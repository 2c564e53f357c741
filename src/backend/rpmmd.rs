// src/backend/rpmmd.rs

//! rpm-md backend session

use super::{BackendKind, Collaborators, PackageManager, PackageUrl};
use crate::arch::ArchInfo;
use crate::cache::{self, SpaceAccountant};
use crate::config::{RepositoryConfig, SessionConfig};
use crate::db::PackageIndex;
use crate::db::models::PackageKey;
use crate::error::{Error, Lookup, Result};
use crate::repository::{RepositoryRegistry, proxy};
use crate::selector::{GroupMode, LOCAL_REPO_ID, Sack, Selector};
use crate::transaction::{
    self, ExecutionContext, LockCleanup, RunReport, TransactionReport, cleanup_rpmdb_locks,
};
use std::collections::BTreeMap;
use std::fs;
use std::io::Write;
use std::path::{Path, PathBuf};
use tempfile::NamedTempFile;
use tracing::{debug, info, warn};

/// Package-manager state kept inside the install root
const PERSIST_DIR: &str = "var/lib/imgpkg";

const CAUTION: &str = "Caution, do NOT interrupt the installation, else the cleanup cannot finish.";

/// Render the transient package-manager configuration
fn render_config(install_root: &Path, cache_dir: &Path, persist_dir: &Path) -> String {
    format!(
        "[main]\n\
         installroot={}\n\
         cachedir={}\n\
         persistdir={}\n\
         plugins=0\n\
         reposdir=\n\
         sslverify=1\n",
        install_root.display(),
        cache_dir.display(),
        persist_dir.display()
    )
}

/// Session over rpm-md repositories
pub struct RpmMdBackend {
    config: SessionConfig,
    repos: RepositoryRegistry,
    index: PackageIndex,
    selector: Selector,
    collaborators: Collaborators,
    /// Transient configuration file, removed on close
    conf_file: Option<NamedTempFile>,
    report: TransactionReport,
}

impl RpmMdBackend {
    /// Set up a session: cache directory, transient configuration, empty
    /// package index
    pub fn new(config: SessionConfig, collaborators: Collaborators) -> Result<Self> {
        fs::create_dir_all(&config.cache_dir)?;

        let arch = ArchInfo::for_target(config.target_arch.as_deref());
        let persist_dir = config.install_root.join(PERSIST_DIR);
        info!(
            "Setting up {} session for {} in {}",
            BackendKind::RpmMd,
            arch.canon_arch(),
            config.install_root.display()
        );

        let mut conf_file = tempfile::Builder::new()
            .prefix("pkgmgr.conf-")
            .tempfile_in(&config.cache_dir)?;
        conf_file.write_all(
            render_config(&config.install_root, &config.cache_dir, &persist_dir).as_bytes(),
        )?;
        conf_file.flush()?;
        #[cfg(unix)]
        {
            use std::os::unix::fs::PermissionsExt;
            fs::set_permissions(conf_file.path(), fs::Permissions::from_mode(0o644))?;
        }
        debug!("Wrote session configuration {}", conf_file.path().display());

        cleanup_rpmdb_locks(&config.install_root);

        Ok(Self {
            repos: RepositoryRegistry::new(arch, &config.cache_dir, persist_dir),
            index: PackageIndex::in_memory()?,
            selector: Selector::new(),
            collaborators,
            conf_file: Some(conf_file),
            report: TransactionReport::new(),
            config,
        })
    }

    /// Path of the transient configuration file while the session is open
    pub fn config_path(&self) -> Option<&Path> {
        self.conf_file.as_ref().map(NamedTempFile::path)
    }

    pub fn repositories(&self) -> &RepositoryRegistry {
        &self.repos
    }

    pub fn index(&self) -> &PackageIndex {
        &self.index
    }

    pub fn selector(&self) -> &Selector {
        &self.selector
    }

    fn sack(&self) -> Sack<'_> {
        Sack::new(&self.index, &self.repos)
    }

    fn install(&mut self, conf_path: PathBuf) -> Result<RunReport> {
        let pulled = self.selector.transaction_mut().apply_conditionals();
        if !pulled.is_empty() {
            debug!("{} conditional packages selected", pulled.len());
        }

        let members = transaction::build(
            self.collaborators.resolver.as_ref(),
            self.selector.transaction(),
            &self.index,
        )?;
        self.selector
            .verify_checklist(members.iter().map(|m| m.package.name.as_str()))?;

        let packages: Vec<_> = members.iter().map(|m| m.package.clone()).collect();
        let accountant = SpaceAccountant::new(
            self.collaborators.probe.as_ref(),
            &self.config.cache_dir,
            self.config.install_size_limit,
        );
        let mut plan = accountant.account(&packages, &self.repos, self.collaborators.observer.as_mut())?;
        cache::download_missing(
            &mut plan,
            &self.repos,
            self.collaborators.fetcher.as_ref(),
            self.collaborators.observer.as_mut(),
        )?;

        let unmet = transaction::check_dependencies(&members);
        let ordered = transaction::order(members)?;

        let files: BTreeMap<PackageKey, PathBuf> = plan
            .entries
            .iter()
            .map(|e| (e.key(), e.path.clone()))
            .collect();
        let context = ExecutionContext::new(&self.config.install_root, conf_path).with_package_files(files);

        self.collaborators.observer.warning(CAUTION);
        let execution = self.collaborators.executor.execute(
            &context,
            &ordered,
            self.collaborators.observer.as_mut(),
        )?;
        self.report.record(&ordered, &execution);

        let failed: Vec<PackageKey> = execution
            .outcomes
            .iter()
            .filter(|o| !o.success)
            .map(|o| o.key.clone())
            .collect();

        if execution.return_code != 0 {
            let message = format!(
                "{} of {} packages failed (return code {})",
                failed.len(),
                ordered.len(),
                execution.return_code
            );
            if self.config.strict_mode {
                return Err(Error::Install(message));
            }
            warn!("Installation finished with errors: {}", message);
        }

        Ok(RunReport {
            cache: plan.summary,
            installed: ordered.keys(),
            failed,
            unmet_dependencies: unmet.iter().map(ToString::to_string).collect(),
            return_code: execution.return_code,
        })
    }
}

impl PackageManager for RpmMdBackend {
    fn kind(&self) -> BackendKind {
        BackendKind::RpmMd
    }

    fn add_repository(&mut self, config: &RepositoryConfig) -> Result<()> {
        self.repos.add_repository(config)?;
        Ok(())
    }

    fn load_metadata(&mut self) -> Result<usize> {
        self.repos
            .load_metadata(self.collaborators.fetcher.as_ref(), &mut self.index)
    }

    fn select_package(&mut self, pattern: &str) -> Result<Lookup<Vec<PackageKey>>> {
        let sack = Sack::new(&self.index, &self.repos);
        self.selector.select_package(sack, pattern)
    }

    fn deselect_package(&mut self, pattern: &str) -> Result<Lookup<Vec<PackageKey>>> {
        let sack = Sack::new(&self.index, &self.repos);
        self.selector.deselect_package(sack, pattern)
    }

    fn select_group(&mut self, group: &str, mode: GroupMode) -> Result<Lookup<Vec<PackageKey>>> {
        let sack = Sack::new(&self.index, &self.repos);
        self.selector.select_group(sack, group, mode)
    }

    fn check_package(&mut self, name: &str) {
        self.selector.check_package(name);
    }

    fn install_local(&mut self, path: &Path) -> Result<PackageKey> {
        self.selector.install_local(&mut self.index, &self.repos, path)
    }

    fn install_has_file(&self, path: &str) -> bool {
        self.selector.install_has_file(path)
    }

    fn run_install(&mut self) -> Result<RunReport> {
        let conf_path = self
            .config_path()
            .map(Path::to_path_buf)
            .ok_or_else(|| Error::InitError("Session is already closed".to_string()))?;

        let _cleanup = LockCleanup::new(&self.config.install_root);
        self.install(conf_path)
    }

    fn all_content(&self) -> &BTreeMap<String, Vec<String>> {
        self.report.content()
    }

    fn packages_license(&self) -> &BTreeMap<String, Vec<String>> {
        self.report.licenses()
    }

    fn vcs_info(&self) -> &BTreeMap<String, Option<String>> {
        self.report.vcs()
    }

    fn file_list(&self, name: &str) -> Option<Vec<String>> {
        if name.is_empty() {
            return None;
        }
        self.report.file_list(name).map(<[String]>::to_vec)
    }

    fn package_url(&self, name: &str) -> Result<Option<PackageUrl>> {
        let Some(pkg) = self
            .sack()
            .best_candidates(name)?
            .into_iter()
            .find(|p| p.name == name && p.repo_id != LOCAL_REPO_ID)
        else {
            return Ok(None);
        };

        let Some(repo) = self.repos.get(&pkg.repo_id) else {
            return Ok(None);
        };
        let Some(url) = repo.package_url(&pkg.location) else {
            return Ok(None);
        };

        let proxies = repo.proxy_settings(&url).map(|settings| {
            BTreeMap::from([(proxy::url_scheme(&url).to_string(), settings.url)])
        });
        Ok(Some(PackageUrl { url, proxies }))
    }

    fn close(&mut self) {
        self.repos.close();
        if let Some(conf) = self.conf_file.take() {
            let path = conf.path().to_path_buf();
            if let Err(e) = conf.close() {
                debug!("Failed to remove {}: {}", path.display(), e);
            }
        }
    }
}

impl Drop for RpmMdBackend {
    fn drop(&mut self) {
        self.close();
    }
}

☆ ☆ ☆ ☆ ☆

> _Exercise requirements_: In this exercise, copy only the lines from the opening line of the material through the line where "transient configuration, empty" appears.

> _Written response_:
repository 2c564e53f357c741
filename src/backend/rpmmd.rs
// src/backend/rpmmd.rs

//! rpm-md backend session

use super::{BackendKind, Collaborators, PackageManager, PackageUrl};
use crate::arch::ArchInfo;
use crate::cache::{self, SpaceAccountant};
use crate::config::{RepositoryConfig, SessionConfig};
use crate::db::PackageIndex;
use crate::db::models::PackageKey;
use crate::error::{Error, Lookup, Result};
use crate::repository::{RepositoryRegistry, proxy};
use crate::selector::{GroupMode, LOCAL_REPO_ID, Sack, Selector};
use crate::transaction::{
    self, ExecutionContext, LockCleanup, RunReport, TransactionReport, cleanup_rpmdb_locks,
};
use std::collections::BTreeMap;
use std::fs;
use std::io::Write;
use std::path::{Path, PathBuf};
use tempfile::NamedTempFile;
use tracing::{debug, info, warn};

/// Package-manager state kept inside the install root
const PERSIST_DIR: &str = "var/lib/imgpkg";

const CAUTION: &str = "Caution, do NOT interrupt the installation, else the cleanup cannot finish.";

/// Render the transient package-manager configuration
fn render_config(install_root: &Path, cache_dir: &Path, persist_dir: &Path) -> String {
    format!(
        "[main]\n\
         installroot={}\n\
         cachedir={}\n\
         persistdir={}\n\
         plugins=0\n\
         reposdir=\n\
         sslverify=1\n",
        install_root.display(),
        cache_dir.display(),
        persist_dir.display()
    )
}

/// Session over rpm-md repositories
pub struct RpmMdBackend {
    config: SessionConfig,
    repos: RepositoryRegistry,
    index: PackageIndex,
    selector: Selector,
    collaborators: Collaborators,
    /// Transient configuration file, removed on close
    conf_file: Option<NamedTempFile>,
    report: TransactionReport,
}

impl RpmMdBackend {
    /// Set up a session: cache directory, transient configuration, empty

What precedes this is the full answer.